A0307
Title: Distributional regression for lung function of cystic fibrosis patients with a special focus on center-specific effects
Authors: Elisabeth Bergherr - Georg-August-Univerität Göttingen (Germany) [presenting]
Colin Griesbach - Georg-August-University Goettingen (Germany)
Marisa Lane - Georg-August-University Goettingen (Germany)
Abstract: Rapid lung function decline is a severe problem for cystic fibrosis patients throughout their whole life. We have access to the data from the German cystic fibrosis registry, which includes thousands of patients with hundreds of thousands of observations repeatedly over each year and hundreds of variables, like sociodemographic information, biomarkers, but also gene expression data.

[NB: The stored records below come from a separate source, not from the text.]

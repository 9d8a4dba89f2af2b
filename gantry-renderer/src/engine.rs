//! Artifact renderers — [`ArtifactKind`] enum and [`Renderer`].
//!
//! # Bundle layout
//!
//! | Artifact             | Bundle path                  |
//! |----------------------|------------------------------|
//! | Container build file | `Dockerfile`                 |
//! | Workload manifest    | `k8s/<name>-deployment.yaml` |
//! | Service manifest     | `k8s/<name>-service.yaml`    |
//! | Autoscaler manifest  | `k8s/<name>-hpa.yaml`        |
//! | Secret template      | `k8s/<name>-secret.yaml`     |
//! | Delivery pipeline    | `Jenkinsfile`                |
//!
//! The pipeline's deploy loop reads `k8s/<name>-{deployment,service,hpa}.yaml`,
//! so manifest file names and pipeline text must come from the same place:
//! [`ArtifactKind::bundle_path`] and the shared render context.

use std::collections::HashMap;
use std::path::{Path, PathBuf};

use tera::Tera;

use gantry_core::policy::DeployPolicy;
use gantry_core::validate::ValidatedDescriptor;

use crate::bundle::ArtifactBundle;
use crate::context::RenderContext;
use crate::error::RenderError;
use crate::manifest::{
    self, DeploymentManifest, HpaManifest, SecretManifest, ServiceManifest,
};

/// Bundle subdirectory holding the manifests and the secret template.
pub const MANIFEST_DIR: &str = "k8s";

// ---------------------------------------------------------------------------
// Embedded templates — baked into the binary at compile time via include_str!
// ---------------------------------------------------------------------------

const TPLS: &[(&str, &str)] = &[
    ("dockerfile.tera", include_str!("templates/dockerfile.tera")),
    ("jenkinsfile.tera", include_str!("templates/jenkinsfile.tera")),
];

fn io_err(path: impl Into<PathBuf>, source: std::io::Error) -> RenderError {
    RenderError::Io {
        path: path.into(),
        source,
    }
}

/// `.tera` files directly inside `dir`, keyed by lowercased file name.
fn load_user_templates(dir: &Path) -> Result<Vec<(String, String)>, RenderError> {
    if !dir.exists() {
        return Ok(vec![]);
    }
    let mut templates = Vec::new();
    let entries = std::fs::read_dir(dir).map_err(|e| io_err(dir, e))?;
    for entry in entries {
        let entry = entry.map_err(|e| io_err(dir, e))?;
        let path = entry.path();
        if path.extension().and_then(|s| s.to_str()) != Some("tera") {
            continue;
        }
        let name = entry.file_name().to_string_lossy().to_lowercase();
        let contents = std::fs::read_to_string(&path).map_err(|e| io_err(&path, e))?;
        templates.push((name, contents));
    }
    Ok(templates)
}

fn build_tera(user_template_dir: Option<&Path>) -> Result<Tera, RenderError> {
    let mut templates: HashMap<String, String> = HashMap::new();
    for (name, content) in TPLS {
        templates.insert((*name).to_owned(), (*content).to_owned());
    }
    if let Some(dir) = user_template_dir {
        for (name, content) in load_user_templates(dir)? {
            templates.insert(name, content);
        }
    }

    let mut tera = Tera::default();
    let items: Vec<(String, String)> = templates.into_iter().collect();
    tera.add_raw_templates(items)?;
    Ok(tera)
}

// ---------------------------------------------------------------------------
// ArtifactKind
// ---------------------------------------------------------------------------

/// The six artifacts of a generation bundle.
#[derive(Debug, Clone, Copy, PartialEq, Eq, Hash)]
pub enum ArtifactKind {
    Dockerfile,
    DeploymentManifest,
    ServiceManifest,
    AutoscalerManifest,
    SecretTemplate,
    Jenkinsfile,
}

impl ArtifactKind {
    /// All artifact kinds in bundle order.
    pub fn all() -> &'static [ArtifactKind] {
        &[
            ArtifactKind::Dockerfile,
            ArtifactKind::DeploymentManifest,
            ArtifactKind::ServiceManifest,
            ArtifactKind::AutoscalerManifest,
            ArtifactKind::SecretTemplate,
            ArtifactKind::Jenkinsfile,
        ]
    }

    /// Bundle-relative output path for this artifact.
    pub fn bundle_path(&self, app_name: &str) -> PathBuf {
        match self {
            ArtifactKind::Dockerfile => PathBuf::from("Dockerfile"),
            ArtifactKind::DeploymentManifest => {
                Path::new(MANIFEST_DIR).join(format!("{app_name}-deployment.yaml"))
            }
            ArtifactKind::ServiceManifest => {
                Path::new(MANIFEST_DIR).join(format!("{app_name}-service.yaml"))
            }
            ArtifactKind::AutoscalerManifest => {
                Path::new(MANIFEST_DIR).join(format!("{app_name}-hpa.yaml"))
            }
            ArtifactKind::SecretTemplate => {
                Path::new(MANIFEST_DIR).join(format!("{app_name}-secret.yaml"))
            }
            ArtifactKind::Jenkinsfile => PathBuf::from("Jenkinsfile"),
        }
    }
}

// ---------------------------------------------------------------------------
// TemplateEngine
// ---------------------------------------------------------------------------

/// Tera engine for the two text artifacts, with optional user overrides.
///
/// `user_template_dir` may contain `dockerfile.tera` / `jenkinsfile.tera`
/// files that replace the embedded defaults.
pub struct TemplateEngine {
    tera: Tera,
}

impl TemplateEngine {
    /// Construct a [`TemplateEngine`], loading embedded templates plus any
    /// overrides found in `user_template_dir`.
    pub fn new(user_template_dir: Option<&Path>) -> Result<Self, RenderError> {
        let tera = build_tera(user_template_dir)?;
        Ok(TemplateEngine { tera })
    }

    fn render_template(&self, name: &str, ctx: &RenderContext) -> Result<String, RenderError> {
        let tera_ctx = ctx.to_tera_context()?;
        Ok(self.tera.render(name, &tera_ctx)?)
    }
}

// ---------------------------------------------------------------------------
// Renderer
// ---------------------------------------------------------------------------

/// Renders the full artifact bundle for validated descriptors.
///
/// Holds the deploy policy; create once with [`Renderer::new`] and reuse
/// across requests.
pub struct Renderer {
    engine: TemplateEngine,
    policy: DeployPolicy,
}

impl Renderer {
    /// Construct a [`Renderer`] with embedded templates.
    pub fn new(policy: DeployPolicy) -> Result<Self, RenderError> {
        Self::with_template_dir(policy, None)
    }

    /// Construct a [`Renderer`] honoring template overrides in `dir`.
    pub fn with_template_dir(
        policy: DeployPolicy,
        dir: Option<&Path>,
    ) -> Result<Self, RenderError> {
        Ok(Renderer {
            engine: TemplateEngine::new(dir)?,
            policy,
        })
    }

    /// Render every artifact for `descriptor` into an ordered bundle.
    ///
    /// Fails atomically: the first renderer error discards all output for
    /// this request.
    pub fn render_bundle(
        &self,
        descriptor: &ValidatedDescriptor,
    ) -> Result<ArtifactBundle, RenderError> {
        let ctx = RenderContext::new(descriptor, &self.policy);
        let mut bundle = ArtifactBundle::new();
        for kind in ArtifactKind::all() {
            let content = self.render_artifact(&ctx, *kind)?;
            bundle.push(kind.bundle_path(&ctx.app_name), content)?;
        }
        Ok(bundle)
    }

    /// Render a single artifact from a prepared context.
    pub fn render_artifact(
        &self,
        ctx: &RenderContext,
        kind: ArtifactKind,
    ) -> Result<String, RenderError> {
        match kind {
            ArtifactKind::Dockerfile => self.engine.render_template("dockerfile.tera", ctx),
            ArtifactKind::Jenkinsfile => self.engine.render_template("jenkinsfile.tera", ctx),
            ArtifactKind::DeploymentManifest => {
                manifest::to_yaml(&DeploymentManifest::new(ctx, &self.policy))
            }
            ArtifactKind::ServiceManifest => manifest::to_yaml(&ServiceManifest::new(ctx)),
            ArtifactKind::AutoscalerManifest => {
                manifest::to_yaml(&HpaManifest::new(ctx, &self.policy))
            }
            ArtifactKind::SecretTemplate => manifest::to_yaml(&SecretManifest::new(ctx)),
        }
    }
}

// ---------------------------------------------------------------------------
// Tests
// ---------------------------------------------------------------------------
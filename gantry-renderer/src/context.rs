//! Render context — the serializable payload shared by every artifact
//! renderer.
//!
//! Every identifier an artifact may reference is computed exactly once here,
//! so the per-artifact renderers cannot disagree on a name.

use serde::Serialize;

use gantry_core::policy::DeployPolicy;
use gantry_core::types::DerivedNames;
use gantry_core::validate::ValidatedDescriptor;

use crate::engine::MANIFEST_DIR;
use crate::error::RenderError;

/// Flat rendering payload built from a validated descriptor plus the deploy
/// policy.
#[derive(Debug, Clone, Serialize)]
pub struct RenderContext {
    pub app_name: String,
    pub service_name: String,
    pub secret_name: String,
    pub hpa_name: String,
    pub image_placeholder: String,
    pub namespace: String,
    pub base_image: String,
    pub service_port: u32,
    pub node_port: u32,
    pub registry_host: String,
    pub registry_project: String,
    pub registry_credentials_id: String,
    pub kubeconfig_credentials_id: String,
    pub image_pull_secret: String,
    pub rollout_timeout_secs: u32,
    /// Bundle subdirectory the pipeline reads manifests from.
    pub manifest_dir: String,
    /// Descriptor order, preserved in every artifact that enumerates them.
    pub env_vars: Vec<EnvVarCtx>,
}

/// One environment variable with its precomputed reference spellings.
///
/// `build_arg_ref` is the `${NAME}` form used in the build file and secret
/// template; `shell_ref` is the `\${NAME}` form that survives Groovy string
/// escaping inside the pipeline's shell blocks.
#[derive(Debug, Clone, Serialize)]
pub struct EnvVarCtx {
    pub name: String,
    pub secret_id: String,
    pub build_arg_ref: String,
    pub shell_ref: String,
}

impl RenderContext {
    /// Build a [`RenderContext`] from a validated descriptor and policy.
    pub fn new(descriptor: &ValidatedDescriptor, policy: &DeployPolicy) -> Self {
        let d = descriptor.descriptor();
        let DerivedNames {
            service_name,
            secret_name,
            hpa_name,
            image_placeholder,
        } = descriptor.derived_names();

        let env_vars = d
            .env
            .iter()
            .map(|var| EnvVarCtx {
                name: var.name.clone(),
                secret_id: var.secret_id.clone(),
                build_arg_ref: format!("${{{}}}", var.name),
                shell_ref: format!("\\${{{}}}", var.name),
            })
            .collect();

        RenderContext {
            app_name: d.name.to_string(),
            service_name,
            secret_name,
            hpa_name,
            image_placeholder,
            namespace: policy.namespace.clone(),
            base_image: policy.base_image.clone(),
            service_port: d.service_port,
            node_port: d.node_port,
            registry_host: policy.registry.host.clone(),
            registry_project: policy.registry.project.clone(),
            registry_credentials_id: policy.registry.credentials_id.clone(),
            kubeconfig_credentials_id: policy.registry.kubeconfig_credentials_id.clone(),
            image_pull_secret: policy.registry.image_pull_secret.clone(),
            rollout_timeout_secs: policy.rollout_timeout_secs,
            manifest_dir: MANIFEST_DIR.to_owned(),
            env_vars,
        }
    }

    /// Convert to a [`tera::Context`] for the text-template renderers.
    pub fn to_tera_context(&self) -> Result<tera::Context, RenderError> {
        tera::Context::from_serialize(self).map_err(RenderError::from)
    }
}

// ---------------------------------------------------------------------------
// Tests
// ---------------------------------------------------------------------------

#[cfg(test)]
mod tests {
    use gantry_core::types::{AppName, ApplicationDescriptor, EnvVar};

    use super::*;

    fn make_context(env: Vec<EnvVar>) -> RenderContext {
        let valid = ApplicationDescriptor {
            name: AppName::from("orders-api"),
            service_port: 8080,
            node_port: 30080,
            env,
        }
        .validate()
        .expect("validate");
        RenderContext::new(&valid, &DeployPolicy::default())
    }

    #[test]
    fn derived_names_populated() {
        let ctx = make_context(vec![]);
        assert_eq!(ctx.app_name, "orders-api");
        assert_eq!(ctx.service_name, "orders-api-service");
        assert_eq!(ctx.secret_name, "orders-api-secret");
        assert_eq!(ctx.hpa_name, "orders-api-hpa");
        assert_eq!(ctx.image_placeholder, "${FULL_IMAGE_NAME}");
    }

    #[test]
    fn env_reference_spellings() {
        let ctx = make_context(vec![EnvVar {
            name: "DB_URL".to_owned(),
            secret_id: "db-url-secret".to_owned(),
        }]);
        let var = &ctx.env_vars[0];
        assert_eq!(var.build_arg_ref, "${DB_URL}");
        assert_eq!(var.shell_ref, "\\${DB_URL}");
    }

    #[test]
    fn env_order_is_preserved() {
        let ctx = make_context(vec![
            EnvVar {
                name: "ZEBRA".to_owned(),
                secret_id: "z".to_owned(),
            },
            EnvVar {
                name: "ALPHA".to_owned(),
                secret_id: "a".to_owned(),
            },
        ]);
        let names: Vec<&str> = ctx.env_vars.iter().map(|v| v.name.as_str()).collect();
        assert_eq!(names, ["ZEBRA", "ALPHA"]);
    }

    #[test]
    fn to_tera_context_succeeds() {
        let ctx = make_context(vec![]);
        ctx.to_tera_context().expect("context conversion");
    }
}
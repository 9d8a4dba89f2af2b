//! Deployment policy constants.
//!
//! Everything here is configuration rather than descriptor data: the same
//! policy applies to every application the generator renders. Defaults
//! reproduce the production constants; a YAML policy file can override the
//! top-level blocks it names and inherit the rest.

use serde::{Deserialize, Serialize};

use crate::error::PolicyError;

/// Fixed deployment policy shared by every rendered artifact.
#[derive(Debug, Clone, PartialEq, Eq, Serialize, Deserialize)]
#[serde(default)]
pub struct DeployPolicy {
    /// Namespace every manifest is pinned to.
    pub namespace: String,
    /// Base image for the container build file.
    pub base_image: String,
    pub registry: RegistryPolicy,
    pub resources: ResourcePolicy,
    pub liveness: ProbePolicy,
    pub readiness: ProbePolicy,
    pub autoscale: AutoscalePolicy,
    /// How long the pipeline waits for the workload rollout.
    pub rollout_timeout_secs: u32,
}

impl Default for DeployPolicy {
    fn default() -> Self {
        DeployPolicy {
            namespace: "apps".to_owned(),
            base_image: "node:20-slim".to_owned(),
            registry: RegistryPolicy::default(),
            resources: ResourcePolicy::default(),
            liveness: ProbePolicy {
                initial_delay_secs: 30,
                period_secs: 10,
                timeout_secs: 5,
                failure_threshold: 3,
            },
            readiness: ProbePolicy {
                initial_delay_secs: 5,
                period_secs: 5,
                timeout_secs: 3,
                failure_threshold: 3,
            },
            autoscale: AutoscalePolicy::default(),
            rollout_timeout_secs: 120,
        }
    }
}

impl DeployPolicy {
    /// Parse a policy document, filling unspecified blocks with defaults.
    pub fn from_yaml_str(contents: &str) -> Result<Self, PolicyError> {
        Ok(serde_yaml::from_str(contents)?)
    }
}

/// Container registry coordinates and the pipeline credential identifiers
/// used to reach it. Credential identifiers are opaque, like descriptor
/// `secret_id`s.
#[derive(Debug, Clone, PartialEq, Eq, Serialize, Deserialize)]
#[serde(default)]
pub struct RegistryPolicy {
    pub host: String,
    pub project: String,
    pub credentials_id: String,
    pub kubeconfig_credentials_id: String,
    /// Name of the image-pull secret the pipeline recreates on deploy.
    pub image_pull_secret: String,
}

impl Default for RegistryPolicy {
    fn default() -> Self {
        RegistryPolicy {
            host: "registry.local".to_owned(),
            project: "apps".to_owned(),
            credentials_id: "registry-credentials".to_owned(),
            kubeconfig_credentials_id: "kubeconfig-deploy".to_owned(),
            image_pull_secret: "registry-pull-secret".to_owned(),
        }
    }
}

/// Resource requests and limits for the single workload container.
#[derive(Debug, Clone, PartialEq, Eq, Serialize, Deserialize)]
#[serde(default)]
pub struct ResourcePolicy {
    pub request_cpu: String,
    pub request_memory: String,
    pub limit_cpu: String,
    pub limit_memory: String,
}

impl Default for ResourcePolicy {
    fn default() -> Self {
        ResourcePolicy {
            request_cpu: "200m".to_owned(),
            request_memory: "256Mi".to_owned(),
            limit_cpu: "1000m".to_owned(),
            limit_memory: "1Gi".to_owned(),
        }
    }
}

/// Probe timings, independently tunable per probe type. Liveness and
/// readiness carry different defaults, so this struct has no `Default` of
/// its own.
#[derive(Debug, Clone, PartialEq, Eq, Serialize, Deserialize)]
pub struct ProbePolicy {
    pub initial_delay_secs: u32,
    pub period_secs: u32,
    pub timeout_secs: u32,
    pub failure_threshold: u32,
}

/// Autoscaler bounds and target.
#[derive(Debug, Clone, PartialEq, Eq, Serialize, Deserialize)]
#[serde(default)]
pub struct AutoscalePolicy {
    pub min_replicas: u32,
    pub max_replicas: u32,
    pub target_cpu_utilization: u32,
}

impl Default for AutoscalePolicy {
    fn default() -> Self {
        AutoscalePolicy {
            min_replicas: 1,
            max_replicas: 5,
            target_cpu_utilization: 50,
        }
    }
}

// ---------------------------------------------------------------------------
// Tests
// ---------------------------------------------------------------------------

We plan to estimate a prediction model for the lung volume measured by the \%FEV1-value. The latter is one of the key indicators for healthy functionality of the lung. Since not only the expectation of the volume but also the variation is of major importance for the patients, a Gaussian distributional regression model will be used. The vast amount of possible explanatory variables calls for a strong selection algorithm, which is one of the key features of gradient boosting. We will develop a way of including the information on the center in which the individual patients are treated. The algorithm will hence either detect a spatial pattern, or account for the center specific variation in terms of (possibly clustered) random effects.